The bourgeoisie sold us by the pound, not for wealth, but for the
promise of wealth. For the opportunity to become junior partners in the
plunder of the world, they opened us up to "deep integration", NAFTA,
TILMA, Atlantica and other fancy names for treason. There are other
workers suffering as well. Beyond our borders the victims are stacking
up in the millions, victims of the same capitalist class, of
imperialism and its built-in cycles of suffering and impoverishment.
In a country
where trees grow,
where the rivers run, where the earth offers up everything needed to
sustain and develop life, where one of the world's most capable working
classes lives, where science and technology is world class: why must we
be poor? Why must our factories close because of decisions made in a
foreign country? Why must Canadian cities and their people wither and
die because we lack the authority in our own land to take back our
resources, to use our factories to manufacture vehicles, appliances,
trains and the material for schools, housing, and hospitals?
The experts
will spew out
predictions full time, and the right-wing think tanks of capital will
overheat with feverish activity.
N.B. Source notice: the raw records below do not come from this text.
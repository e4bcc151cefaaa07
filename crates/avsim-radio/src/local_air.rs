//! One radio's view of the channel.

use crate::propagation::Position;
use avsim_common::{Cycles, NodeId};
use std::collections::VecDeque;

/// Cycles (reference rate) to transfer one byte over the air.
pub const BYTE_PERIOD: Cycles = 6106;

/// Cycles per bit.
pub const BIT_PERIOD: Cycles = BYTE_PERIOD / 8;

/// Half a bit period, the resolution used when slicing overlapping bytes.
pub const HALF_BIT_PERIOD: Cycles = BYTE_PERIOD / 16;

/// Window an RSSI sample integrates over.
pub const SAMPLE_WINDOW: Cycles = 13 * 64;

/// Inverted RSSI reading of an idle channel.
pub const RSSI_IDLE: u16 = 0x3ff;

/// Inverted RSSI reading of a busy channel.
pub const RSSI_BUSY: u16 = 0;

/// A byte on the air as heard by one receiver.
#[derive(Debug, Clone, Copy, PartialEq)]
pub struct Transmission {
    pub sender: NodeId,
    pub data: u8,
    /// When the first bit left the sender (reference cycles).
    pub origin_time: Cycles,
    /// When the last bit arrives.
    pub delivery_time: Cycles,
    /// Received power in watts.
    pub power: f64,
}

impl Transmission {
    /// A byte sent by `sender` starting at `origin_time`.
    pub fn new(sender: NodeId, data: u8, origin_time: Cycles, power: f64) -> Self {
        Transmission {
            sender,
            data,
            origin_time,
            delivery_time: origin_time + BYTE_PERIOD,
            power,
        }
    }

    fn overlaps(&self, from: Cycles, to: Cycles) -> bool {
        self.delivery_time > from && self.origin_time < to
    }
}

/// A neighboring radio and its distance.
#[derive(Debug, Clone, Copy, PartialEq)]
pub struct Neighbor {
    pub node: NodeId,
    pub distance: f64,
}

/// Per-radio channel state: neighbors sorted by distance and the
/// transmissions this radio can hear.
///
/// Neighbors are held by id and looked up in the owning air; a `LocalAir`
/// never owns another radio's state.
#[derive(Debug, Clone)]
pub struct LocalAir {
    node: NodeId,
    position: Position,
    neighbors: Vec<Neighbor>,
    packets: VecDeque<Transmission>,
}

impl LocalAir {
    pub fn new(node: NodeId, position: Position) -> Self {
        LocalAir {
            node,
            position,
            neighbors: Vec::new(),
            packets: VecDeque::new(),
        }
    }

    pub fn node(&self) -> NodeId {
        self.node
    }

    pub fn position(&self) -> Position {
        self.position
    }

    /// Neighbors, nearest first.
    pub fn neighbors(&self) -> &[Neighbor] {
        &self.neighbors
    }

    /// Buffered transmissions, in the order they were written.
    pub fn packets(&self) -> impl Iterator<Item = &Transmission> {
        self.packets.iter()
    }

    /// Add a neighbor at `position`. Equal distances keep insertion order.
    pub fn add_neighbor(&mut self, node: NodeId, position: &Position) {
        let distance = self.position.distance(position);
        let at = self.neighbors.partition_point(|n| n.distance <= distance);
        self.neighbors.insert(at, Neighbor { node, distance });
    }

    /// Remove `node` from the neighbor list. No-op if absent.
    pub fn remove_neighbor(&mut self, node: NodeId) {
        self.neighbors.retain(|n| n.node != node);
    }

    /// Buffer a transmission heard by this radio.
    pub fn add_packet(&mut self, packet: Transmission) {
        self.packets.push_back(packet);
    }

    /// Drop transmissions that ended too long before `now` to be sampled
    /// or sliced into a byte read.
    pub fn prune(&mut self, now: Cycles) {
        let horizon = now.saturating_sub(BYTE_PERIOD + SAMPLE_WINDOW);
        self.packets.retain(|p| p.delivery_time > horizon);
    }

    /// Inverted RSSI at `time`: [`RSSI_BUSY`] if anything was on the air in
    /// the sample window ending at `time`, else [`RSSI_IDLE`].
    pub fn sample_rssi(&self, time: Cycles) -> u16 {
        let from = time.saturating_sub(SAMPLE_WINDOW);
        if self.packets.iter().any(|p| p.overlaps(from, time)) {
            RSSI_BUSY
        } else {
            RSSI_IDLE
        }
    }

    /// The sender heard loudest among transmissions on the air during the
    /// byte period ending at `time`. Equal powers keep the earliest written.
    pub fn strongest_sender(&self, time: Cycles) -> Option<NodeId> {
        let from = time.saturating_sub(BYTE_PERIOD);
        let mut strongest: Option<&Transmission> = None;
        for packet in self.packets.iter().filter(|p| p.overlaps(from, time)) {
            match strongest {
                Some(best) if packet.power <= best.power => {}
                _ => strongest = Some(packet),
            }
        }
        strongest.map(|p| p.sender)
    }

    /// The byte whose last bit arrives at `time`, assembled MSB first from
    /// the transmissions of the strongest sender overlapping it. Weaker
    /// colliding senders are not heard.
    ///
    /// Returns `None` when fewer than eight bits can be recovered.
    pub fn read_byte(&self, time: Cycles) -> Option<u8> {
        let sender = self.strongest_sender(time)?;
        let mut data: u32 = 0;
        let mut bits_front = 0;
        let mut bits_end = 0;

        for packet in self.packets.iter().filter(|p| p.sender == sender) {
            let data_in = packet.data as u32;
            if packet.delivery_time == time {
                data |= data_in;
                bits_front = 8;
                bits_end = 8;
            } else if time < packet.delivery_time {
                // tail of the packet is still in flight
                let shift = bit_offset(packet.delivery_time - time);
                if shift < 8 {
                    bits_end = bits_end.max(8 - shift);
                    data |= data_in >> shift;
                }
            } else {
                // head of the packet has already passed
                let shift = bit_offset(time - packet.delivery_time);
                if shift < 8 {
                    bits_front = bits_front.max(8 - shift);
                    data |= data_in << shift;
                }
            }
        }

        if bits_front + bits_end >= 8 {
            Some(data as u8)
        } else {
            None
        }
    }
}

/// Whole bits between two instants, rounding half bits up.
fn bit_offset(cycles: Cycles) -> u32 {
    let half_bits = cycles / HALF_BIT_PERIOD;
    ((half_bits + 1) / 2).min(8) as u32
}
Don't be fooled. They were the paid
musicians of courtship that wooed us into this dilemma, and they only
know one song.
What we need
is a whole new
symphony, one that leads to a better future. We need to take these
industries and resources, in fair and mutual agreement with Aboriginal
peoples, and put them to work under public ownership and control, for
the restructuring of our manufacturing and infrastructure, for the good
of our people. We can produce anything for our domestic market, and
anything the rest of the world needs, forging fair trade agreements
with others. This is the only way we can provide a future for our youth
and support the same efforts in other countries for a more equitable
world.
This is the
only sustainable way
to rebuild our manufacturing, our transportation, our extraction
industries. Otherwise, even if they're rebuilt, it will not be for us
and we will not benefit. We must own and control, and this means public
ownership and control.
Does this
sound like socialism? Well, take your choice.